Entries supplied below:
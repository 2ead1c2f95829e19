//! Simulation control
//!
//! # Overview
//!
//! - **SimulationDriver**: spawns one thread per agent and gathers their reports
//! - **CancellationToken**: cooperative stop signal with a wakeable inter-tick wait
//! - **RunSummary**: per-agent reports and run totals
//! - **SimulationError**: error types and the recovery policy
//! - **LoggingConfig**: tracing subscriber setup
//!
//! # Usage Example
//!
//! ```rust
//! use geo_walk_simulator::agent::AgentProfileGenerator;
//! use geo_walk_simulator::geometry::{Point, Region, RegionSampler};
//! use geo_walk_simulator::simulation::*;
//! use geo_walk_simulator::sink::CollectingSink;
//! use geo_walk_simulator::types::SimulationConfig;
//! use std::sync::Arc;
//!
//! let config = SimulationConfig {
//!     device_count: 5,
//!     offline: true,
//!     tick_interval_ms: 0,
//!     seed: Some(1),
//!     max_ticks: Some(3),
//!     ..Default::default()
//! };
//!
//! let region = Arc::new(Region::rectangle(Point::new(0.0, 0.0), Point::new(10.0, 10.0)).unwrap());
//! let profiles = AgentProfileGenerator::with_seed(1).generate(config.device_count, &config.floor);
//! let seeds = RegionSampler::with_seed(1).sample(&region, profiles.len()).unwrap();
//!
//! let sink = Arc::new(CollectingSink::new());
//! let driver = SimulationDriver::new(&config, sink.clone());
//! let summary = driver.run(profiles, seeds, region, CancellationToken::new()).unwrap();
//!
//! assert_eq!(sink.len() as u64, summary.total_ticks());
//! ```

pub mod cancellation;
pub mod driver;
pub mod error;
pub mod logging;
pub mod statistics;

// Re-export all public types for convenience
pub use cancellation::*;
pub use driver::*;
pub use error::*;
pub use logging::*;
pub use statistics::*;
//! Event construction
//!
//! [`EventBuilder::build`] is a pure function of its inputs. The random accuracy
//! draw happens in the agent and arrives through the snapshot.

use chrono::{DateTime, Utc};

use crate::agent::{AgentProfile, AgentSnapshot};
use crate::events::{EventGeometry, LocationEvent, SpatialReference};

/// Timestamp layout expected by the receiver (naive UTC, microseconds)
pub const TIMESTAMP_FORMAT: &str = "%Y-%m-%dT%H:%M:%S%.6f";

/// Builds location events from agent state
#[derive(Debug, Default, Clone, Copy)]
pub struct EventBuilder;

impl EventBuilder {
    /// Combine a profile, a post-move snapshot and a capture time into an event
    pub fn build(profile: &AgentProfile, snapshot: &AgentSnapshot, timestamp: DateTime<Utc>) -> LocationEvent {
        let position = snapshot.position;
        LocationEvent {
            geometry: EventGeometry {
                x: position.x,
                y: position.y,
                z: profile.floor.clone(),
                spatial_reference: SpatialReference { wkid: profile.spatial_reference_id },
            },
            device: profile.device_kind,
            object_id: snapshot.object_id,
            object_desc: profile.category,
            lat: position.x,
            lon: position.y,
            status: profile.status(snapshot.phase).to_string(),
            accuracy: snapshot.accuracy,
            timerecordstamp: Self::format_timestamp(timestamp),
        }
    }

    /// Render a capture time in the receiver's timestamp layout
    pub fn format_timestamp(timestamp: DateTime<Utc>) -> String {
        timestamp.format(TIMESTAMP_FORMAT).to_string()
    }
}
End of Entries supplied.
» **Task goal**: Which lines above include the string "crate"? Show them.

» **Task result**:
use crate::agent::{AgentProfile, AgentSnapshot};
use crate::events::{EventGeometry, LocationEvent, SpatialReference};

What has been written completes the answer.